Estúdio vol.6 no.12 Lisboa dez. 2015

 

ARTIGOS ORIGINAIS

ORIGINAL ARTICLES

Fraturas expostas: uma análise das pinturas de "Desconstruções," de Alan Fontes

Open fractures: an analysis of "Desconstruções," paintings of Alan Fontes

 

Alexandre Rodrigues da Costa*

*Brasil, poeta. Licenciatura em Literatura Brasileira e Portuguesa pela Faculdade de Letras (FALE), Universidade Federal de Minas Gerais (UFMG). Mestrado em Poéticas da Modernidade, FALE, UFMG. Doutorado em Literatura Comparada, FALE, UFMG.

AFILIAÇÃO: Universidade do Estado de Minas Gerais (UEMG), Escola Guignard, Departamento de Disciplinas Teóricas e Psicopedagógicas. Rua Ascânio Burlamarque, 540, Belo Horizonte, Estado Minas Gerais CEP: 30315-030, Brasil.

 

Endereço para correspondência

 

RESUMO:

Este artigo se propõe a analisar as pinturas da série Desconstruções, de 2014, do artista mineiro Alan Fontes, a partir dos conceitos de informe e heterogenia de Georges Bataille. Tais conceitos nos permitirão pensar em uma pintura que se detém de maneira crítica sobre a arquitetura, ao tratar a casa como lugar precário, aberto aos acidentes. A casa se constitui, nas pinturas de Alan Fontes, como um espaço de proliferação de sentidos, que se abre, através do dilaceramento, para a desordem, a desintegração do que é familiar, quando as formas se dissolvem no vazio que as sustenta.

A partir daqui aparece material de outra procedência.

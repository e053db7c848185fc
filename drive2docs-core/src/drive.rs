use reqwest::{Client, Response, StatusCode};
use serde::{Deserialize, Serialize};
use thiserror::Error;
use url::Url;

const DEFAULT_BASE_URL: &str = "https://www.googleapis.com";
const FILES_PATH: &str = "/drive/v3/files";

pub const FOLDER_MIME_TYPE: &str = "application/vnd.google-apps.folder";

const FOLDER_QUERY: &str = "mimeType = 'application/vnd.google-apps.folder' and trashed = false";
const FILE_QUERY: &str = "trashed = false";
const FOLDER_FIELDS: &str = "nextPageToken, files(id, name, parents)";
const FILE_FIELDS: &str =
    "nextPageToken, files(id, name, parents, kind, mimeType, modifiedTime, md5Checksum, size)";

#[derive(Debug, Error)]
pub enum DriveError {
    #[error("request failed: {0}")]
    Request(#[from] reqwest::Error),
    #[error("invalid url: {0}")]
    Url(#[from] url::ParseError),
    #[error("api returned {status}: {body}")]
    Api { status: StatusCode, body: String },
}

impl DriveError {
    pub fn status(&self) -> Option<StatusCode> {
        match self {
            DriveError::Api { status, .. } => Some(*status),
            DriveError::Request(err) => err.status(),
            DriveError::Url(_) => None,
        }
    }

    /// Drive answers 416 for zero-length or already consumed media.
    pub fn is_range_not_satisfiable(&self) -> bool {
        self.status() == Some(StatusCode::RANGE_NOT_SATISFIABLE)
    }
}

#[derive(Clone)]
pub struct DriveClient {
    http: Client,
    base_url: Url,
    token: String,
}

impl DriveClient {
    pub fn new(token: impl Into<String>) -> Result<Self, DriveError> {
        Self::with_base_url(DEFAULT_BASE_URL, token)
    }

    pub fn with_base_url(base_url: &str, token: impl Into<String>) -> Result<Self, DriveError> {
        Ok(Self {
            http: Client::new(),
            base_url: Url::parse(base_url)?,
            token: token.into(),
        })
    }

    pub async fn get_root_folder(&self) -> Result<DriveFile, DriveError> {
        let mut url = self.file_endpoint("root", None)?;
        url.query_pairs_mut().append_pair("fields", "id, name");
        let response = self
            .http
            .get(url)
            .bearer_auth(&self.token)
            .send()
            .await?;
        Self::handle_response(response).await
    }

    pub async fn list_files(
        &self,
        query: &str,
        fields: &str,
        order_by: Option<&str>,
        page_size: u32,
        page_token: Option<&str>,
    ) -> Result<FileList, DriveError> {
        let mut url = self.endpoint(FILES_PATH)?;
        {
            let mut pairs = url.query_pairs_mut();
            pairs
                .append_pair("q", query)
                .append_pair("fields", fields)
                .append_pair("pageSize", &page_size.max(1).to_string());
            if let Some(order_by) = order_by {
                pairs.append_pair("orderBy", order_by);
            }
            if let Some(token) = page_token {
                pairs.append_pair("pageToken", token);
            }
        }
        let response = self
            .http
            .get(url)
            .bearer_auth(&self.token)
            .send()
            .await?;
        Self::handle_response(response).await
    }

    pub async fn list_folders_all(&self, page_size: u32) -> Result<Vec<DriveFile>, DriveError> {
        self.list_all(FOLDER_QUERY, FOLDER_FIELDS, None, page_size)
            .await
    }

    pub async fn list_files_all(&self, page_size: u32) -> Result<Vec<DriveFile>, DriveError> {
        self.list_all(FILE_QUERY, FILE_FIELDS, Some("quotaBytesUsed"), page_size)
            .await
    }

    async fn list_all(
        &self,
        query: &str,
        fields: &str,
        order_by: Option<&str>,
        page_size: u32,
    ) -> Result<Vec<DriveFile>, DriveError> {
        let mut items = Vec::new();
        let mut page_token: Option<String> = None;
        loop {
            let page = self
                .list_files(query, fields, order_by, page_size, page_token.as_deref())
                .await?;
            items.extend(page.files);
            match page.next_page_token.filter(|token| !token.is_empty()) {
                Some(token) => page_token = Some(token),
                None => break,
            }
        }
        Ok(items)
    }

    /// Opens the raw bytes of a binary file.
    pub async fn open_media(&self, file_id: &str) -> Result<Response, DriveError> {
        let mut url = self.file_endpoint(file_id, None)?;
        url.query_pairs_mut().append_pair("alt", "media");
        let response = self
            .http
            .get(url)
            .bearer_auth(&self.token)
            .send()
            .await?;
        Self::ensure_success(response).await
    }

    /// Opens a native document rendered as `content_type`.
    pub async fn open_export(
        &self,
        file_id: &str,
        content_type: &str,
    ) -> Result<Response, DriveError> {
        let mut url = self.file_endpoint(file_id, Some("export"))?;
        url.query_pairs_mut().append_pair("mimeType", content_type);
        let response = self
            .http
            .get(url)
            .bearer_auth(&self.token)
            .send()
            .await?;
        Self::ensure_success(response).await
    }

    pub async fn delete_file(&self, file_id: &str) -> Result<(), DriveError> {
        let url = self.file_endpoint(file_id, None)?;
        let response = self
            .http
            .delete(url)
            .bearer_auth(&self.token)
            .send()
            .await?;
        Self::ensure_success(response).await.map(|_| ())
    }

    fn endpoint(&self, path: &str) -> Result<Url, DriveError> {
        Ok(self.base_url.join(path)?)
    }

    fn file_endpoint(&self, file_id: &str, tail: Option<&str>) -> Result<Url, DriveError> {
        let mut url = self.endpoint(FILES_PATH)?;
        {
            let mut segments = url
                .path_segments_mut()
                .map_err(|_| url::ParseError::RelativeUrlWithCannotBeABaseBase)?;
            segments.push(file_id);
            if let Some(tail) = tail {
                segments.push(tail);
            }
        }
        Ok(url)
    }

    async fn ensure_success(response: Response) -> Result<Response, DriveError> {
        if response.status().is_success() {
            Ok(response)
        } else {
            let status = response.status();
            let body = response.text().await.unwrap_or_default();
            Err(DriveError::Api { status, body })
        }
    }

    async fn handle_response<T: serde::de::DeserializeOwned>(
        response: Response,
    ) -> Result<T, DriveError> {
        let response = Self::ensure_success(response).await?;
        Ok(response.json::<T>().await?)
    }
}

#[derive(Debug, Clone, Deserialize, Serialize, PartialEq, Eq)]
#[serde(rename_all = "camelCase")]
pub struct DriveFile {
    pub id: String,
    #[serde(default)]
    pub name: String,
    #[serde(default)]
    pub parents: Vec<String>,
    #[serde(default)]
    pub mime_type: String,
    #[serde(default)]
    pub modified_time: Option<String>,
    #[serde(default)]
    pub md5_checksum: Option<String>,
    /// Drive encodes int64 values as JSON strings.
    #[serde(default)]
    pub size: Option<String>,
}

impl DriveFile {
    pub fn first_parent(&self) -> Option<&str> {
        self.parents.first().map(String::as_str)
    }

    pub fn size_bytes(&self) -> Option<u64> {
        self.size.as_deref().and_then(|v| v.parse().ok())
    }
}

#[derive(Debug, Deserialize, Serialize)]
#[serde(rename_all = "camelCase")]
pub struct FileList {
    #[serde(default)]
    pub files: Vec<DriveFile>,
    #[serde(default)]
    pub next_page_token: Option<String>,
}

Palavras chave: informe, labirinto, desastre.

 

ABSTRACT:

This article aims to analyze the paintings of Deconstructions series, 2014, by the artist Alan Fontes, from Minas Gerais, based on the Georges Bataille's concepts of formless and heterogeneity. These concepts allow us to think about a painting that works critically the architecture, to treat the house as precarious place, opening to accidents. The house is, in the Alan Fontes' paintings, a proliferation of directions that opens through tearing, for the disorder, the disintegration of which is familiar when empty forms dissolve themselves in what keeps them.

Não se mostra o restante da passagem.